- Work instructions
Look through the records below for the line with "Router::new()" and the line with "let store = CookieThemeStore::new(jar);", then return those lines and all lines between, exactly.

- Data provided
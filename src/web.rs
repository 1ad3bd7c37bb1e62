//! Live server: renders the page per request and backs the interactive
//! publication filter and theme toggle.

use anyhow::{Context, Result};
use axum::{
    extract::{Json, Query, State},
    http::{HeaderMap, StatusCode},
    response::{Html, IntoResponse, Response},
    routing::{get, post},
    Router,
};
use axum_extra::extract::cookie::CookieJar;
use serde::{Deserialize, Serialize};
use std::sync::Arc;
use tokio::net::TcpListener;
use tracing::{debug, error, info};

use crate::data::{DataSource, Fetcher, PublicationSet};
use crate::environment::SiteConfig;
use crate::page::{bootstrap, BootstrapOptions, Document};
use crate::render::markup::to_html;
use crate::render::publications::{PublicationBoard, Selection, ALL_FILTER};
use crate::render::{patches_for, Mount};
use crate::theme::{self, CookieThemeStore, SystemPreference, Theme, ToggleControl};
use crate::TARGET_WEB_REQUEST;

/// Client hint carrying the browser's color scheme.
const PREFERS_COLOR_SCHEME: &str = "sec-ch-prefers-color-scheme";

#[derive(Clone)]
pub struct AppState {
    pub fetcher: Fetcher,
    pub template: Arc<String>,
}

/// Error returned by handlers, rendered as a plain text body.
#[derive(Debug)]
pub struct AppError {
    status: StatusCode,
    message: String,
}

impl AppError {
    fn new(status: StatusCode, err: impl std::fmt::Display) -> Self {
        AppError {
            status,
            message: err.to_string(),
        }
    }
}

impl IntoResponse for AppError {
    fn into_response(self) -> Response {
        error!(target: TARGET_WEB_REQUEST, "{}: {}", self.status, self.message);
        (self.status, self.message).into_response()
    }
}

#[derive(Debug, Deserialize)]
pub struct FilterQuery {
    year: Option<String>,
    /// `data-year-type` of the clicked button.
    #[serde(rename = "type")]
    kind: Option<String>,
}

/// Markup for both publication containers after a filter change.
#[derive(Debug, Serialize)]
pub struct PublicationFragments {
    filters: String,
    list: String,
}

#[derive(Debug, Deserialize)]
pub struct ToggleRequest {
    current: Option<String>,
}

#[derive(Debug, Serialize)]
pub struct ThemeResponse {
    theme: Theme,
    #[serde(flatten)]
    control: ToggleControl,
}

pub fn router(state: AppState) -> Router {
    Router::new()
        .route("/", get(index))
        .route("/fragments/publications", get(publication_fragments))
        .route("/theme/toggle", post(toggle_theme))
        .route("/healthz", get(healthz))
        .with_state(state)
}

/// Bind to `0.0.0.0:<port>` and serve until the process is stopped.
pub async fn serve(config: &SiteConfig) -> Result<()> {
    let source = DataSource::parse(&config.data)?;
    let fetcher = Fetcher::new(source)?;
    let template = tokio::fs::read_to_string(&config.template)
        .await
        .with_context(|| format!("Failed to read template {}", config.template.display()))?;

    let app = router(AppState {
        fetcher,
        template: Arc::new(template),
    });

    let addr = format!("0.0.0.0:{}", config.port);
    let listener = TcpListener::bind(&addr)
        .await
        .with_context(|| format!("Failed to bind to {}", addr))?;

    info!("Server running on http://{}", addr);

    axum::serve(listener, app.into_make_service()).await?;

    Ok(())
}

async fn index(
    State(state): State<AppState>,
    headers: HeaderMap,
    jar: CookieJar,
) -> impl IntoResponse {
    let system = headers
        .get(PREFERS_COLOR_SCHEME)
        .and_then(|value| value.to_str().ok())
        .map(SystemPreference::parse)
        .unwrap_or_default();
    let store = CookieThemeStore::new(jar);
    let theme = theme::resolve_initial(&store, system);

    let mut document = Document::new(state.template.as_str());
    let options = BootstrapOptions { theme, live: true };
    let report = bootstrap(&mut document, &state.fetcher, &options).await;
    debug!(
        target: TARGET_WEB_REQUEST,
        "GET / theme={} rendered={:?} failed={:?}",
        theme,
        report.rendered,
        report.failed
    );

    (
        [
            ("accept-ch", "Sec-CH-Prefers-Color-Scheme"),
            ("vary", "Sec-CH-Prefers-Color-Scheme, Cookie"),
        ],
        Html(document.into_html()),
    )
}

async fn publication_fragments(
    State(state): State<AppState>,
    Query(query): Query<FilterQuery>,
) -> Result<Json<PublicationFragments>, AppError> {
    let label = query.year.unwrap_or_else(|| ALL_FILTER.to_string());
    let set: PublicationSet = state
        .fetcher
        .fetch_document("publications.json")
        .await
        .map_err(|err| AppError::new(StatusCode::BAD_GATEWAY, err))?;

    let mut board = PublicationBoard::new(set.normalize());
    let patches = board.set_filter(Selection::parse(&label, query.kind.as_deref()));
    let html_for = |mount| {
        patches_for(&patches, mount)
            .first()
            .map(|patch| to_html(patch.nodes()))
            .unwrap_or_default()
    };
    debug!(
        target: TARGET_WEB_REQUEST,
        "GET /fragments/publications year={} visible={}",
        label,
        board.visible().len()
    );

    Ok(Json(PublicationFragments {
        filters: html_for(Mount::PublicationsFilters),
        list: html_for(Mount::PublicationsList),
    }))
}

async fn toggle_theme(
    jar: CookieJar,
    Json(request): Json<ToggleRequest>,
) -> Result<(CookieJar, Json<ThemeResponse>), AppError> {
    let current = request.current.and_then(|value| value.parse().ok());
    let mut store = CookieThemeStore::new(jar);
    let next = theme::toggle(current, &mut store)
        .map_err(|err| AppError::new(StatusCode::INTERNAL_SERVER_ERROR, err))?;
    debug!(target: TARGET_WEB_REQUEST, "POST /theme/toggle -> {}", next);

    Ok((
        store.into_jar(),
        Json(ThemeResponse {
            theme: next,
            control: ToggleControl::for_theme(next),
        }),
    ))
}

async fn healthz() -> &'static str {
    "ok"
}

- Reply
    Router::new()
        .route("/", get(index))
        .route("/fragments/publications", get(publication_fragments))
        .route("/theme/toggle", post(toggle_theme))
        .route("/healthz", get(healthz))
        .with_state(state)
}

/// Bind to `0.0.0.0:<port>` and serve until the process is stopped.
pub async fn serve(config: &SiteConfig) -> Result<()> {
    let source = DataSource::parse(&config.data)?;
    let fetcher = Fetcher::new(source)?;
    let template = tokio::fs::read_to_string(&config.template)
        .await
        .with_context(|| format!("Failed to read template {}", config.template.display()))?;

    let app = router(AppState {
        fetcher,
        template: Arc::new(template),
    });

    let addr = format!("0.0.0.0:{}", config.port);
    let listener = TcpListener::bind(&addr)
        .await
        .with_context(|| format!("Failed to bind to {}", addr))?;

    info!("Server running on http://{}", addr);

    axum::serve(listener, app.into_make_service()).await?;

    Ok(())
}

async fn index(
    State(state): State<AppState>,
    headers: HeaderMap,
    jar: CookieJar,
) -> impl IntoResponse {
    let system = headers
        .get(PREFERS_COLOR_SCHEME)
        .and_then(|value| value.to_str().ok())
        .map(SystemPreference::parse)
        .unwrap_or_default();
    let store = CookieThemeStore::new(jar);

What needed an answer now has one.